Donc à froid le courant est important, donc la résistance fait perdre plus de tension, donc les filaments reçoivent une tension plus faible, donc il chauffent "un peu".
Plus les filaments chauffent moins ils consomment, la résistance fait perdre moins de volts, la tension aux filaments augmente,... jusqu'à se stabiliser.

Il faut dimensionner la résistance pour qu'elle supporte le pic de puissance avant stabilisation à 0,4W.
Après essais la valeur finale est de 47 Ω, la tension démarre vers 40V et monte à 87V en 5 à 7 secondes. J'ai mis 3W, on est tranquilles.

Résistance sur la haute-tension.

La doc de la diode UY85 préconise une résistance de 100 Ω pour 250V à l'anode. Cette résistance n'est même pas présente dans le Teppaz !

Mais même avec 100 Ω, la tension théorique de 270V sur le schéma dépasse 290V, le 80V et le 180V sont respectivement à 85 et 200.
J'ai un peu tâtonné pour essayer d'obtenir exactement les tensions indiquées, y compris en prenant la haute tension directement sur l'entrée secteur.

© electrautopsy© electrautopsy

Puis finalement je suis revenu aux valeurs et schéma d'origine, en ajoutant simplement 120 Ω à la diode. On reste en dessous des limites décrites dans la doc de l'UCL82.

Histoire d'être sûr que l'ampli fonctionne bien, je relie l'entrée à une source audio propre. Je ne sais pas quelle est la sensibilité, mais comme l'entrée (à la place de la cellule) est reliée directement aux potentiomètres il suffit de baisser le volume pour éviter la saturation.

© electrautopsy

Surprise ! Le son est très clair, pas de souffle, un léger ronflement si on monte le volume.
Donc le problème provient bien de la cellule.
Je pourrai essayer de la rénover mais comme il faudrait de toute façon changer l'aiguille, autant acheter une cellule neuve avec ses deux pointes.

Grosse bêtise.

L'électronique fonctionnant, je m'attaque à la mécanique :
Le haut-parleur est démonté et dépoussiéré.
Le moteur est nettoyé à l'alcool, séché à l'air comprimé et les paliers reçoivent une goutte d'huile.

© electrautopsy

Puis c'est le tour du caoutchouc du galet.
Comme préconisé sur la plupart des sites parlant "Teppaz", je vais remplacer le caoutchouc par un simple joint de plomberie.

© electrautopsy

Mais la gorge dans la roue en acier me parait un peu étroite pour bien maintenir le joint torique.
Et le diamètre final est sensiblement plus important.
Même si une variation de diamètre n'aurait pas d'influence sur la vitesse du plateau, il faut que le débrayage fonctionne.

Donc je me dis :
"Facile, un petit coup de lime ronde ("queue de rat") pour arrondir la gorge ?"

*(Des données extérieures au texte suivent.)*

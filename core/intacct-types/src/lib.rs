//! Core type definitions for the Sage Intacct source.
//!
//! This crate defines the small, transport-agnostic types shared by the
//! protocol client and the sync engine:
//! - Entity identifiers (organizational sub-scopes)
//! - Modification watermarks and the gateway's date-time formats
//! - Flat records and the flattening transform

mod ids;
mod record;
mod timestamp;

pub use ids::{EntityId, ROOT_STATE_KEY, state_key};
pub use record::{FLATTEN_SEPARATOR, Record, flatten_record};
pub use timestamp::{
    QUERY_DATETIME_FORMAT, Watermark, format_query_datetime, normalize_timestamp, parse_timestamp,
};

/// Result type alias using the crate's error type.
pub type Result<T> = std::result::Result<T, Error>;

/// Errors that can occur in type operations.
#[derive(Debug, thiserror::Error)]
pub enum Error {
    #[error("invalid timestamp: {0}")]
    InvalidTimestamp(String),
}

J'ai creusé légèrement, le joint tient bien en place. Je remonte tout.

© electrautopsy

Premier essai.

Confiant, je place un premier disque... suspense...

© electrautopsy

Horrible : Ça fluctue (phénomène de "pleurement"), on dirait qu'un Brassens dépressif s'accompagne à la guitare Hawaïenne.

Je retire le plateau pour constater que la roue danse contre l'arbre moteur. La gorge que j'ai creusée n'est pas ronde, il y'a deux bosses.
Donc je lime les bosses, et naturellement c'est pire. J'ai fait un creux.

© electrautopsy
Bon.
Sans un tour à métaux j'ai peu de chance de faire une gorge parfaitement égale.
Si je continue, la roue va passer par toutes les formes de patates avant qu'il n'en reste que de la limaille.

On répare et on recommence.

L'idée est de reboucher les dégâts avec de la résine et de rectifier en faisant tourner la roue sur un axe.
L'axe est un morceau de fiche "banane" planté dans une planchette, la roue est fermement centrée mais peut être tournée à la main.
Je fabrique un moule avec une tranche de tuyau PVC, je remplis avec de la résine bi-composants.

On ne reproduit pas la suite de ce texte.